Alas, the OTA upgrade to JellyBean did a certain chunk of mussing…  It busted SuperUser access, thereby breaking Titanium Backup.  No backups went properly since :-( .

So, today seemed right timing.  I wanted backup, and needed root, the latter looking like a fight.  Ah well, go for gusto, see what we get without it…

I had to upgrade adb to support latest Android…   Got Clockwork Recovery in place, and zip files for CM10.1 and Google Apps…

The last backup was Feb 16, but happily the files still remained after fresh CM10.1 installation, so I could do a good chunk of recovery of apps, and in plenty of cases, this was basically network configuration, so apps would update their own data upon startup.  Sweet!

Superuser is nicely integrated into CM10, also sweet, no extra installation process.

I’ll need to reconfigure the launcher, due to the shift from ADW (I had a license) to built-in Trebuchet on CM10, but that seems like the “worst” irritation, and one I can well live with.

I’m not sure I can readily identify big differences between stock Android and CM10, but there are nice small creature comforts my CM10 phone has gotten me used to, like a quick “turn on/off WiFi” directly on notification screens.  Small but I like it.
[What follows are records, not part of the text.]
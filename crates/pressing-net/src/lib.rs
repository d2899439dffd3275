//! # Pressing Net
//!
//! Request/response model and network access for the Pressing offline agent.
//!
//! ## Design Goals
//!
//! 1. **Cloneable responses**: bodies are shared `Bytes`, so returning a
//!    response and persisting it never contend for a single-use stream
//! 2. **Request classification**: every request carries its destination
//!    (image, script, style, document, ...) and a normalized cache key
//! 3. **Pluggable network**: strategies talk to a [`Fetcher`], so the
//!    agent can be driven by a live HTTP client or a scripted one

use std::fmt;
use std::str::FromStr;
use std::sync::atomic::{AtomicU64, Ordering};
use std::time::Duration;

use bytes::Bytes;
use http::{HeaderMap, HeaderName, HeaderValue, Method, StatusCode};
use serde::{Deserialize, Serialize};
use thiserror::Error;
use url::Url;

pub mod fetch;
pub mod fixture;
pub mod pattern;

pub use fetch::{Fetcher, HttpFetcher, LoaderConfig};
pub use fixture::{Fixture, FixtureFetcher};
pub use pattern::{PatternType, UrlPattern};

/// Errors that can occur in networking.
#[derive(Error, Debug)]
pub enum NetError {
    #[error("Request failed: {0}")]
    RequestFailed(String),

    #[error("Invalid URL: {0}")]
    InvalidUrl(String),

    #[error("Timeout after {0:?}")]
    Timeout(Duration),

    #[error("Offline: {0}")]
    Offline(String),

    #[error("HTTP error: {0}")]
    HttpError(#[from] reqwest::Error),
}

/// Unique identifier for a request.
#[derive(Debug, Clone, Copy, PartialEq, Eq, Hash)]
pub struct RequestId(u64);

impl RequestId {
    pub fn new() -> Self {
        static COUNTER: AtomicU64 = AtomicU64::new(1);
        Self(COUNTER.fetch_add(1, Ordering::Relaxed))
    }

    pub fn raw(&self) -> u64 {
        self.0
    }
}

impl Default for RequestId {
    fn default() -> Self {
        Self::new()
    }
}

/// What the requester intends to do with the response.
#[derive(Debug, Clone, Copy, PartialEq, Eq, Hash, Default, Serialize, Deserialize)]
#[serde(rename_all = "lowercase")]
pub enum Destination {
    /// Top-level navigation or iframe document.
    Document,
    Image,
    Script,
    Style,
    Font,
    Manifest,
    /// `fetch()`/XHR from a page; no destination.
    #[default]
    #[serde(alias = "")]
    Empty,
}

impl Destination {
    /// Static sub-resources that are expected to arrive through precache.
    pub fn is_static_asset(&self) -> bool {
        matches!(self, Self::Image | Self::Script | Self::Style)
    }

    pub fn as_str(&self) -> &'static str {
        match self {
            Self::Document => "document",
            Self::Image => "image",
            Self::Script => "script",
            Self::Style => "style",
            Self::Font => "font",
            Self::Manifest => "manifest",
            Self::Empty => "",
        }
    }
}

impl fmt::Display for Destination {
    fn fmt(&self, f: &mut fmt::Formatter<'_>) -> fmt::Result {
        f.write_str(self.as_str())
    }
}

impl FromStr for Destination {
    type Err = NetError;

    fn from_str(s: &str) -> Result<Self, Self::Err> {
        match s {
            "document" => Ok(Self::Document),
            "image" => Ok(Self::Image),
            "script" => Ok(Self::Script),
            "style" => Ok(Self::Style),
            "font" => Ok(Self::Font),
            "manifest" => Ok(Self::Manifest),
            "" | "empty" => Ok(Self::Empty),
            other => Err(NetError::RequestFailed(format!(
                "unknown request destination: {other}"
            ))),
        }
    }
}

/// Outbound request seen by the agent.
#[derive(Debug, Clone)]
pub struct Request {
    pub id: RequestId,
    pub url: Url,
    pub method: Method,
    pub headers: HeaderMap,
    pub destination: Destination,
    pub timeout: Option<Duration>,
}

impl Request {
    /// Create a GET request.
    pub fn get(url: Url) -> Self {
        Self {
            id: RequestId::new(),
            url,
            method: Method::GET,
            headers: HeaderMap::new(),
            destination: Destination::Empty,
            timeout: Some(Duration::from_secs(30)),
        }
    }

    /// Parse `url` and create a GET request for it.
    pub fn parse(url: &str) -> Result<Self, NetError> {
        let url = Url::parse(url).map_err(|e| NetError::InvalidUrl(format!("{url}: {e}")))?;
        Ok(Self::get(url))
    }

    /// Set the destination.
    pub fn destination(mut self, destination: Destination) -> Self {
        self.destination = destination;
        self
    }

    /// Add a header.
    pub fn header(mut self, name: HeaderName, value: HeaderValue) -> Self {
        self.headers.insert(name, value);
        self
    }

    /// Set timeout.
    pub fn timeout(mut self, duration: Duration) -> Self {
        self.timeout = Some(duration);
        self
    }

    /// Identity of this request inside a cache store.
    ///
    /// The full URL with the fragment removed; fragments never reach the server.
    pub fn cache_key(&self) -> String {
        let mut url = self.url.clone();
        url.set_fragment(None);
        url.into()
    }
}

/// Response returned to the page or written into a cache store.
///
/// Cloning shares the body buffer.
#[derive(Debug, Clone)]
pub struct Response {
    pub url: Url,
    pub status: StatusCode,
    pub headers: HeaderMap,
    pub body: Bytes,
    /// Whether this response was served from a cache store.
    pub from_cache: bool,
}

impl Response {
    pub fn new(url: Url, status: StatusCode, body: impl Into<Bytes>) -> Self {
        Self {
            url,
            status,
            headers: HeaderMap::new(),
            body: body.into(),
            from_cache: false,
        }
    }

    /// A 200 response with the given body.
    pub fn ok_with(url: Url, body: impl Into<Bytes>) -> Self {
        Self::new(url, StatusCode::OK, body)
    }

    /// Add a header.
    pub fn header(mut self, name: HeaderName, value: HeaderValue) -> Self {
        self.headers.insert(name, value);
        self
    }

    /// Check if request was successful (2xx).
    pub fn ok(&self) -> bool {
        self.status.is_success()
    }

    /// Only exact 200 responses are written back into cache stores.
    pub fn is_cacheable(&self) -> bool {
        self.status == StatusCode::OK
    }

    /// Body as UTF-8 text.
    pub fn text(&self) -> Result<String, NetError> {
        String::from_utf8(self.body.to_vec()).map_err(|e| NetError::RequestFailed(e.to_string()))
    }

    /// Content-Type header value, if any.
    pub fn content_type(&self) -> Option<&str> {
        self.headers
            .get(http::header::CONTENT_TYPE)
            .and_then(|v| v.to_str().ok())
    }
}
Syndicated 2013-03-09 00:18:21 from linuxdatabases.info

Mailman subscriber lists

As part of “due diligence” for some mailing lists I am involved with (for Slony, see slony-backups ), I discovered the need to dump out Mailman mailing list subscribers.

There is a script to do this, written in Python, mentioned on the Mailman wiki, accessible as mailman-subscribers.py

I’d kind of rather have something a bit more version-tracked, so I poked around at GitHub, and found larsks / mailman-subscribers

That was a little out of date; the last code was from a couple of years ago, so I forked, updated to the latest, and suggested that “larsks” pull it, which he did, quite quickly.
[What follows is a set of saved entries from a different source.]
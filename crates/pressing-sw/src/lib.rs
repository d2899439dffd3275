//! # Pressing Offline Agent
//!
//! Request interception and push notifications for the Pressing web app,
//! running in a background context separate from the page.
//!
//! ## Features
//!
//! - **Versioned cache**: precache at install, evict old generations at activate
//! - **Strategies**: Cache-First, Network-First, Stale-While-Revalidate per request class
//! - **Push**: any payload becomes a renderable notification
//! - **Interaction**: notification clicks focus or open an app window
//! - **Control channel**: `SKIP_WAITING`, `GET_VERSION`, `CLEAR_CACHE`
//!
//! ## Architecture
//!
//! ```text
//! Registration
//!     ├── waiting (Agent)
//!     └── active (Agent) ── dispatch(AgentEvent)
//!             ├── fetch              → StrategyRouter → VersionedCacheStore / Fetcher
//!             ├── push               → PushPayloadNormalizer → NotificationSurfaceController
//!             ├── notificationclick  → InteractionRouter → ClientHost
//!             ├── notificationclose  → close telemetry
//!             └── message            → ControlChannel
//!
//! CacheStorage (shared by every version)
//!     └── Cache (one per version tag)
//!             └── request key → CacheEntry
//! ```

pub mod agent;
pub mod cache;
pub mod clients;
pub mod config;
pub mod control;
pub mod error;
pub mod interaction;
pub mod lifetime;
pub mod notification;
pub mod push;
pub mod registration;
pub mod strategy;

pub use agent::{Agent, AgentEvent, AgentHost, AgentSignal, EventOutcome, Handled, WorkerState};
pub use cache::{Cache, CacheEntry, CacheStorage, SharedCacheStorage, VersionedCacheStore};
pub use clients::{Client, ClientHost, ClientMatchOptions, ClientType, Clients, VisibilityState};
pub use config::{AgentConfig, NotificationDefaults};
pub use control::{ControlChannel, ControlReply, ControlRequest, ReplyPort};
pub use error::{AgentError, CacheError, ClientError, ConfigError, NotificationError};
pub use interaction::{InteractionEvent, InteractionRouter, Navigation, RouteOutcome};
pub use lifetime::EventLifetime;
pub use notification::{NotificationCenter, NotificationSurface, NotificationSurfaceController};
pub use push::{
    NotificationAction, NotificationData, NotificationDescriptor, PushPayload,
    PushPayloadNormalizer,
};
pub use registration::Registration;
pub use strategy::{RequestClass, Strategy, StrategyRouter};

pub use pressing_net::{Destination, Fetcher, Request, Response};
The “kudos” bit is that I noticed a bit of a blemish, in that the mailing list password was required to be on the command line, thereby making it visible to anyone with access to /usr/bin/ps on one’s system. I submitted a feature request, and Lars was so kind as to have this feature added so quickly that by the time I had the prototype of my Slony “subscriber backup” script working, I immediately needed to change it to make use of the lovely new password-in-file feature. Nice!
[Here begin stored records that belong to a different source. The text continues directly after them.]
//! Network access behind the [`Fetcher`] seam.

use std::time::Duration;

use async_trait::async_trait;
use http::header::{ACCEPT_LANGUAGE, USER_AGENT};
use reqwest::Client;
use tracing::{debug, info, trace};

use crate::{NetError, Request, Response};

/// Something that can satisfy a request from the network.
///
/// HTTP error statuses are responses, not errors: only transport failures
/// (DNS, refused connection, timeout, ...) surface as [`NetError`].
#[async_trait]
pub trait Fetcher: Send + Sync {
    async fn fetch(&self, request: &Request) -> Result<Response, NetError>;
}

/// Network client configuration.
#[derive(Debug, Clone)]
pub struct LoaderConfig {
    /// User agent string.
    pub user_agent: String,
    /// Accept-Language header.
    pub accept_language: String,
    /// Default timeout.
    pub default_timeout: Duration,
    /// Maximum redirects.
    pub max_redirects: usize,
}

impl Default for LoaderConfig {
    fn default() -> Self {
        Self {
            user_agent: format!("PressingAgent/{}", env!("CARGO_PKG_VERSION")),
            accept_language: "fr-FR,fr;q=0.9,en;q=0.8".to_string(),
            default_timeout: Duration::from_secs(30),
            max_redirects: 10,
        }
    }
}

/// [`Fetcher`] backed by `reqwest`.
pub struct HttpFetcher {
    client: Client,
    config: LoaderConfig,
}

impl HttpFetcher {
    /// Create a new fetcher.
    pub fn new(config: LoaderConfig) -> Result<Self, NetError> {
        let client = Client::builder()
            .timeout(config.default_timeout)
            .redirect(reqwest::redirect::Policy::limited(config.max_redirects))
            .build()
            .map_err(|e| NetError::RequestFailed(e.to_string()))?;

        info!(user_agent = %config.user_agent, "HttpFetcher initialized");

        Ok(Self { client, config })
    }
}

#[async_trait]
impl Fetcher for HttpFetcher {
    async fn fetch(&self, request: &Request) -> Result<Response, NetError> {
        debug!(url = %request.url, method = %request.method, destination = %request.destination, "Fetching resource");

        let mut req_builder = self
            .client
            .request(request.method.clone(), request.url.clone())
            .header(USER_AGENT, &self.config.user_agent)
            .header(ACCEPT_LANGUAGE, &self.config.accept_language);

        for (name, value) in request.headers.iter() {
            req_builder = req_builder.header(name, value);
        }

        if let Some(timeout) = request.timeout {
            req_builder = req_builder.timeout(timeout);
        }

        let response = req_builder.send().await.map_err(|e| {
            if e.is_timeout() {
                NetError::Timeout(request.timeout.unwrap_or(self.config.default_timeout))
            } else {
                NetError::HttpError(e)
            }
        })?;

        let status = response.status();
        let headers = response.headers().clone();
        let url = response.url().clone();
        let body = response.bytes().await?;

        trace!(url = %url, status = %status, body_len = body.len(), "Response received");

        Ok(Response {
            url,
            status,
            headers,
            body,
            from_cache: false,
        })
    }
}

#[cfg(test)]
mod tests {
    use super::*;
    use wiremock::matchers::{header, method, path};
    use wiremock::{Mock, MockServer, ResponseTemplate};

    #[test]
    fn test_loader_config_default() {
        let config = LoaderConfig::default();
        assert!(config.user_agent.starts_with("PressingAgent/"));
        assert_eq!(config.max_redirects, 10);
    }

    #[tokio::test]
    async fn test_fetch_success() {
        let server = MockServer::start().await;
        Mock::given(method("GET"))
            .and(path("/api/orders"))
            .and(header("accept-language", "fr-FR,fr;q=0.9,en;q=0.8"))
            .respond_with(
                ResponseTemplate::new(200)
                    .insert_header("content-type", "application/json")
                    .set_body_string("[]"),
            )
            .mount(&server)
            .await;

        let fetcher = HttpFetcher::new(LoaderConfig::default()).unwrap();
        let request = Request::parse(&format!("{}/api/orders", server.uri())).unwrap();
        let response = fetcher.fetch(&request).await.unwrap();

        assert_eq!(response.status, http::StatusCode::OK);
        assert_eq!(response.content_type(), Some("application/json"));
        assert_eq!(response.text().unwrap(), "[]");
        assert!(!response.from_cache);
    }

    #[tokio::test]
    async fn test_fetch_http_error_is_a_response() {
        let server = MockServer::start().await;
        Mock::given(method("GET"))
            .respond_with(ResponseTemplate::new(503))
            .mount(&server)
            .await;

        let fetcher = HttpFetcher::new(LoaderConfig::default()).unwrap();
        let request = Request::parse(&format!("{}/", server.uri())).unwrap();
        let response = fetcher.fetch(&request).await.unwrap();

        assert_eq!(response.status, http::StatusCode::SERVICE_UNAVAILABLE);
        assert!(!response.ok());
    }

    #[tokio::test]
    async fn test_fetch_connection_refused_is_an_error() {
        let server = MockServer::start().await;
        let uri = server.uri();
        drop(server);

        let fetcher = HttpFetcher::new(LoaderConfig::default()).unwrap();
        let request = Request::parse(&format!("{uri}/")).unwrap();
        assert!(fetcher.fetch(&request).await.is_err());
    }
}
Syndicated 2013-02-27 18:32:42 from linuxdatabases.info

Installing git-annex from Debian unstable

Installing git-annex from unstable

I happen to be a supporter of Joey Hess’ Git Annex Kickstarter project; no big bucks, but it seemed a good thing to help out.

I got in the stickers, that were my “project reward,” and figured I should start playing with the new results. I’m particularly keen on the planned Android client, but I should make some use of it before that comes available.

There’s good news, and bad news:

Good news
He has added in an assistant to provide interactive help in setting up repositories. It’s included in debian unstable, in a version released September 24th.
Bad news
I generally prefer using packages from debian testing, and it has a version released July 24th, well before any of this, and without any of Joey’s recent enhancements.

Fortunately, drawing in the September/~unstable~ version isn’t too terribly difficult. My /etc/apt/preferences.d/simple configuration has Pin-Priority values that prefer stable over testing, testing over unstable, and unstable over experimental (where enormous potential for breakage lies!).

As a consequence, installing the testing version is pretty easy, albeit involving an option I had to go looking for:

root@cbbrowne:~# apt-get -t unstable install git-annex
... leads to loading ...
Get:1 http://ftp.us.debian.org/debian/ unstable/main git-annex amd64 3.20120924 [7,411 kB]

And, with a run of % git annex webapp, it’s up and running!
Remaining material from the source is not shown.